### PROBLEM REQUIREMENTS
Give back only the lines in the records below from the one with "env[TUSKAR_API_VERSION] or 2." to the one with "for one invocation.", both inclusive, word for word.

Data excerpts

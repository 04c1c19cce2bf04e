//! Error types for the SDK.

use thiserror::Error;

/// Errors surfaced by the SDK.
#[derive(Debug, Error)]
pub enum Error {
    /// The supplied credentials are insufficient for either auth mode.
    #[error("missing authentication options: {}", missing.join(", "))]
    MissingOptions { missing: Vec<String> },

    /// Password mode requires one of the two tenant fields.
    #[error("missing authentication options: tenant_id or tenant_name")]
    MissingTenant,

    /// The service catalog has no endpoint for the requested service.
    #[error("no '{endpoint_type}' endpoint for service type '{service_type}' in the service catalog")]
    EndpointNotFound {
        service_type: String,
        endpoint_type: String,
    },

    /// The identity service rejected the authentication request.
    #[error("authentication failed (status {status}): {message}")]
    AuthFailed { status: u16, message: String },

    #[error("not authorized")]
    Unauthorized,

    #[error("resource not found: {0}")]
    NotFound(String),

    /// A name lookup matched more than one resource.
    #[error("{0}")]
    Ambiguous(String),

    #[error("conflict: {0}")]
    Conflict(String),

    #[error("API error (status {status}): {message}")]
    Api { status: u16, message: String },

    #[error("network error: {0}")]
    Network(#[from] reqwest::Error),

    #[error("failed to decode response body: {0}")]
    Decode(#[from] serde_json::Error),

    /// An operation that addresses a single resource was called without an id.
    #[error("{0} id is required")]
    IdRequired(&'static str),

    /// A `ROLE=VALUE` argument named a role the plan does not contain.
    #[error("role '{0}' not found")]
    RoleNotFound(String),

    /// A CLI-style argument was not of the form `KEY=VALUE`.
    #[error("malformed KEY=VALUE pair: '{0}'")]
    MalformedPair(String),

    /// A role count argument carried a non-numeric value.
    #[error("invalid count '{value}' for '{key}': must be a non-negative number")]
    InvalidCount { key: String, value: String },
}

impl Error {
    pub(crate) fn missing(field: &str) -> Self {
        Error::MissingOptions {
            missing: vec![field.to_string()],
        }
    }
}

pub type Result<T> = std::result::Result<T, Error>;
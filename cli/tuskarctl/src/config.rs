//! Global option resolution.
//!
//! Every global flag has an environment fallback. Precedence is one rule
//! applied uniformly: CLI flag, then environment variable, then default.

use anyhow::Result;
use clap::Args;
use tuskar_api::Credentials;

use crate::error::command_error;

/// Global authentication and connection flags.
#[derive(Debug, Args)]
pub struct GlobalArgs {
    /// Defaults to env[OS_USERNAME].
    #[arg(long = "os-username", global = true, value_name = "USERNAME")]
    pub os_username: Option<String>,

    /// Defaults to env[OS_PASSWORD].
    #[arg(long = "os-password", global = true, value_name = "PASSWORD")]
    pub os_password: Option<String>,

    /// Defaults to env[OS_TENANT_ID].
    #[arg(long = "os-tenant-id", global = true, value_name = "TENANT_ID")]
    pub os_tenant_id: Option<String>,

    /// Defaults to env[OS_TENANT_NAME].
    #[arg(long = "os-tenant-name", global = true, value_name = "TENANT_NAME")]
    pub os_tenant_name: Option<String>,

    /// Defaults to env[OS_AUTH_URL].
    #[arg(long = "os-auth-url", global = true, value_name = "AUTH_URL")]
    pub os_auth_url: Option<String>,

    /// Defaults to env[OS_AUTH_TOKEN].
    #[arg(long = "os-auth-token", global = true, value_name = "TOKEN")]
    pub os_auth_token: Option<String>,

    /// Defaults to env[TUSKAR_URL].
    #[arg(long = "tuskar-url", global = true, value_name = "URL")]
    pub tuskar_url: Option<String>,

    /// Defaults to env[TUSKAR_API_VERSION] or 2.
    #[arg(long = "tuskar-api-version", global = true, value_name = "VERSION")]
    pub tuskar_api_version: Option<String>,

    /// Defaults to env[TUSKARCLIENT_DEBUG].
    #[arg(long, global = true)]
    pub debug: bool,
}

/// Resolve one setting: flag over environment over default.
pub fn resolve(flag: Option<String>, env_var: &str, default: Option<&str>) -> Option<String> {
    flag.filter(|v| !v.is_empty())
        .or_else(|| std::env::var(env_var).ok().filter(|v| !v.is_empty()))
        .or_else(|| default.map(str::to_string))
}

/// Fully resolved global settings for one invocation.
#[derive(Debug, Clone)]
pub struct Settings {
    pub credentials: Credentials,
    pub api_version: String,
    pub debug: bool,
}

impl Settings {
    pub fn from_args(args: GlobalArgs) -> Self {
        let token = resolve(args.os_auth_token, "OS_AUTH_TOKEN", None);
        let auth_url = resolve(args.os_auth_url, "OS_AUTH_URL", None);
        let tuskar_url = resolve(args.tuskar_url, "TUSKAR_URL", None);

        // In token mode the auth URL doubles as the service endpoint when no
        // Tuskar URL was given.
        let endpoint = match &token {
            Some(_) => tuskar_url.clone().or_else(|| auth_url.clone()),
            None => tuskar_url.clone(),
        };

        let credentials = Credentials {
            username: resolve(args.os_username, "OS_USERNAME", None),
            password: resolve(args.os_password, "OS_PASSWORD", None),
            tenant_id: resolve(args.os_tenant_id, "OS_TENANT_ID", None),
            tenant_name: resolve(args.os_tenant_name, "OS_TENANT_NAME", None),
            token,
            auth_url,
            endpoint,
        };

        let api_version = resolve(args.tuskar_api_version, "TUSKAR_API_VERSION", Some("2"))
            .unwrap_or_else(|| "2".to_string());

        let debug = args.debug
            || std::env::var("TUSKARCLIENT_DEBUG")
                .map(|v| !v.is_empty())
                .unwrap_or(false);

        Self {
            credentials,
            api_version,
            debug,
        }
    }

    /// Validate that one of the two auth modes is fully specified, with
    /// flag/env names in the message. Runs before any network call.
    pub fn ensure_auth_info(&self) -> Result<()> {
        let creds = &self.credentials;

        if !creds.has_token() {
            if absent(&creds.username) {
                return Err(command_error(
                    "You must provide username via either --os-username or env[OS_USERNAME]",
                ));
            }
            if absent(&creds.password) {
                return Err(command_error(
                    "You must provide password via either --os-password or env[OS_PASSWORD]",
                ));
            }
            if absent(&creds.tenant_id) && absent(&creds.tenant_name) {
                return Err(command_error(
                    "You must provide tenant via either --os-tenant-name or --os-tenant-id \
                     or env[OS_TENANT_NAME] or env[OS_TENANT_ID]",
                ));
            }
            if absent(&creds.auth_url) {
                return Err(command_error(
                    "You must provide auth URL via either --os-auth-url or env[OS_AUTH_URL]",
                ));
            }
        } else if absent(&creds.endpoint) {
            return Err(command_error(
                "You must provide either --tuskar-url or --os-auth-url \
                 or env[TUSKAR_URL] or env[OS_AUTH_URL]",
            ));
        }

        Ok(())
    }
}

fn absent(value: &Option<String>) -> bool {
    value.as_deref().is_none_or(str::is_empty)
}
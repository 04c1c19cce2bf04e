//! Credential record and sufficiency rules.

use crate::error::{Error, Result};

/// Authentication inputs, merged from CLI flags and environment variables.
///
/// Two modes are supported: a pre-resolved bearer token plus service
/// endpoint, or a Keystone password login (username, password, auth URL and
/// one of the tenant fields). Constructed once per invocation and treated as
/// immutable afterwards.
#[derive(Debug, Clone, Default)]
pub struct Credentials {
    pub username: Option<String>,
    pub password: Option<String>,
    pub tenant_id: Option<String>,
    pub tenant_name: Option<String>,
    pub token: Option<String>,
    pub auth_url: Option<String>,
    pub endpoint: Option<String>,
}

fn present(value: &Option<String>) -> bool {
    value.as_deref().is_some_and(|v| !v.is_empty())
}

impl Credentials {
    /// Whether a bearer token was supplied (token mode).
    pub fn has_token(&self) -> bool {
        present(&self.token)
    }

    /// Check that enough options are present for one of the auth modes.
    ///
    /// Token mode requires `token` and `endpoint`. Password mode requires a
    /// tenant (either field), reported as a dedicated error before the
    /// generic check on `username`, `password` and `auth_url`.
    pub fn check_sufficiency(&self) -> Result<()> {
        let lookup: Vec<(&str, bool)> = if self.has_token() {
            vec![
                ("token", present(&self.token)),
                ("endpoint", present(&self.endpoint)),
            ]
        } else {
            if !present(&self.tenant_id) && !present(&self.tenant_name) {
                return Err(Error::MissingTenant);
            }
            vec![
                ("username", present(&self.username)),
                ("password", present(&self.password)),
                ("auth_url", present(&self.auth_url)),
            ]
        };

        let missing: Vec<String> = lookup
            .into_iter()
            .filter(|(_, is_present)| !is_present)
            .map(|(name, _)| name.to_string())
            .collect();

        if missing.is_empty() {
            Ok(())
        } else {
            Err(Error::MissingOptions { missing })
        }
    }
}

### EXERCISE RESULT
    /// Defaults to env[TUSKAR_API_VERSION] or 2.
    #[arg(long = "tuskar-api-version", global = true, value_name = "VERSION")]
    pub tuskar_api_version: Option<String>,

    /// Defaults to env[TUSKARCLIENT_DEBUG].
    #[arg(long, global = true)]
    pub debug: bool,
}

/// Resolve one setting: flag over environment over default.
pub fn resolve(flag: Option<String>, env_var: &str, default: Option<&str>) -> Option<String> {
    flag.filter(|v| !v.is_empty())
        .or_else(|| std::env::var(env_var).ok().filter(|v| !v.is_empty()))
        .or_else(|| default.map(str::to_string))
}

/// Fully resolved global settings for one invocation.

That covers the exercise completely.